The hole measured 123 yards that day, but the 71 year old only needed one shot to conquer it in his last Open Championship. The Squire, one of five men to complete the career grand slam, was “Champion Golfer of the Year” in 1932, in the only Open ever played at Prince’s Golf Club.
Sarazen hit a 5-iron for his ace in 1973. Well, it was playing into the wind and he was 71. He made it in with the TV cameras turned on, but that’s not what made Sarazen nervous.
“For many years the Postage Stamp hole haunted me,” Sarazen said. “I feared it, so when I walked onto the tee and faced the wind, I must admit I was somewhat nervous.

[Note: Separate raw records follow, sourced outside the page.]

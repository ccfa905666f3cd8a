// libsuica/src/history/console.rs

use std::fmt;

/// 機器種別: the kind of terminal that wrote a history record (byte 0).
#[cfg_attr(feature = "serde", derive(serde::Serialize, serde::Deserialize))]
#[derive(Debug, Clone, Copy, PartialEq, Eq, Hash)]
pub enum ConsoleType {
    /// 0x03 精算機
    FareAdjustmentMachine,
    /// 0x04 携帯型端末
    PortableTerminal,
    /// 0x05 車載端末
    OnBoardTerminal,
    /// 0x07, 0x08, 0x12 券売機
    TicketVendingMachine,
    /// 0x09 入金機
    DepositMachine,
    /// 0x16 改札機
    TicketGate,
    /// 0x17 簡易改札機
    SimpleTicketGate,
    /// 0x18 窓口端末
    WindowTerminal,
    /// 0x19 窓口端末 (TTC)
    WindowTerminalTtc,
    /// 0x1A 改札端末
    GateTerminal,
    /// 0x1B 携帯電話
    MobilePhone,
    /// 0x1C 乗継精算機
    TransferAdjustmentMachine,
    /// 0x1D 連絡改札機
    ConnectingGate,
    /// 0x1F 簡易入金機
    SimpleDepositMachine,
    /// 0x46, 0x48 VIEW ALTTE
    ViewAltte,
    /// 0xC7 物販端末
    VendingMachinePos,
    /// 0xC8 自販機
    VendingMachine,
    /// Any other byte
    Unknown(u8),
}

impl ConsoleType {
    /// Map byte 0 of a block.
    pub fn from_code(code: u8) -> Self {
        match code {
            0x03 => Self::FareAdjustmentMachine,
            0x04 => Self::PortableTerminal,
            0x05 => Self::OnBoardTerminal,
            0x07 | 0x08 | 0x12 => Self::TicketVendingMachine,
            0x09 => Self::DepositMachine,
            0x16 => Self::TicketGate,
            0x17 => Self::SimpleTicketGate,
            0x18 => Self::WindowTerminal,
            0x19 => Self::WindowTerminalTtc,
            0x1A => Self::GateTerminal,
            0x1B => Self::MobilePhone,
            0x1C => Self::TransferAdjustmentMachine,
            0x1D => Self::ConnectingGate,
            0x1F => Self::SimpleDepositMachine,
            0x46 | 0x48 => Self::ViewAltte,
            0xC7 => Self::VendingMachinePos,
            0xC8 => Self::VendingMachine,
            other => Self::Unknown(other),
        }
    }

    /// Shop terminals: records written by them are purchases, whatever the
    /// process byte says.
    pub fn is_retail(&self) -> bool {
        matches!(self, Self::VendingMachinePos | Self::VendingMachine)
    }

    /// Display text.
    pub fn label(&self) -> &'static str {
        match self {
            Self::FareAdjustmentMachine => "Fare adjustment machine",
            Self::PortableTerminal => "Portable terminal",
            Self::OnBoardTerminal => "On-board terminal",
            Self::TicketVendingMachine => "Ticket vending machine",
            Self::DepositMachine => "Deposit machine",
            Self::TicketGate => "Ticket gate",
            Self::SimpleTicketGate => "Simple ticket gate",
            Self::WindowTerminal => "Window terminal",
            Self::WindowTerminalTtc => "Window terminal (TTC)",
            Self::GateTerminal => "Gate terminal",
            Self::MobilePhone => "Mobile phone",
            Self::TransferAdjustmentMachine => "Transfer adjustment machine",
            Self::ConnectingGate => "Connecting gate",
            Self::SimpleDepositMachine => "Simple deposit machine",
            Self::ViewAltte => "VIEW ALTTE",
            Self::VendingMachinePos => "Vending machine/POS",
            Self::VendingMachine => "Vending machine",
            Self::Unknown(_) => "Unknown",
        }
    }
}

impl fmt::Display for ConsoleType {
    fn fmt(&self, f: &mut fmt::Formatter<'_>) -> fmt::Result {
        match self {
            Self::Unknown(code) => write!(f, "Unknown ({})", code),
            known => f.write_str(known.label()),
        }
    }
}
// libsuica/src/lib.rs

//! libsuica
//!
//! Pure Rust reader for Suica-family FeliCa transit cards: card filtering,
//! travel history extraction over a host-provided NFC-F handle, and
//! decoding of history blocks into transaction records.
//!
//! ```no_run
//! use std::sync::Arc;
//! use libsuica::prelude::*;
//!
//! fn on_tag(tag: &mut dyn Transport, stations: Arc<StationDirectory>) {
//!     if !is_supported_card(tag) {
//!         return;
//!     }
//!     let session = CardSession::builder().stations(stations).build();
//!     if let Some(snapshot) = session.extract(tag) {
//!         for record in &snapshot.transaction_history {
//!             println!("{} {} {}", record.date, record.summary(), record.balance);
//!         }
//!     }
//! }
//! ```
#![warn(missing_docs)]

pub mod card;
pub mod config;
pub mod constants;
pub mod error;
pub mod history;
pub mod prelude;
pub mod protocol;
pub mod station;
pub mod test_support;
pub mod transport;
pub mod types;
pub mod utils;

// Re-export common types at crate root so `crate::Error`, `crate::Result`,
// and the newtypes in `types` are available for consumers and for
// convenient `prelude` re-exports.
pub use crate::error::*;
pub use crate::types::*;

pub use prelude::*;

“I selected my 5-iron as I was determined not to be short. When the crowd roared and I realised the ball was in the hole, I felt there was no better way to close the books on my tournament play than to make a hole-in-one on the Postage Stamp and call it quits.”
That’s what Hermann Tissies felt like doing in the 1950 Open Championship. The German amateur needed 15 shots to complete the hole. He went from bunker to bunker as if he as was a travelling bunker rake salesman. The Scotsman Newspaper described Tissies play as:
“A horrible species of ping-pong played between the bunkers.”
The icing on the cake were the three putts he need to hole out once he eventually got the ball on the green. Tissies clearly hadn’t taken notice of Royal Troon’s motto:
“Tam Arte Quam Marte: As much by skill as by strength.”
The club motto might just have been penned with The Postage Stamp in mind.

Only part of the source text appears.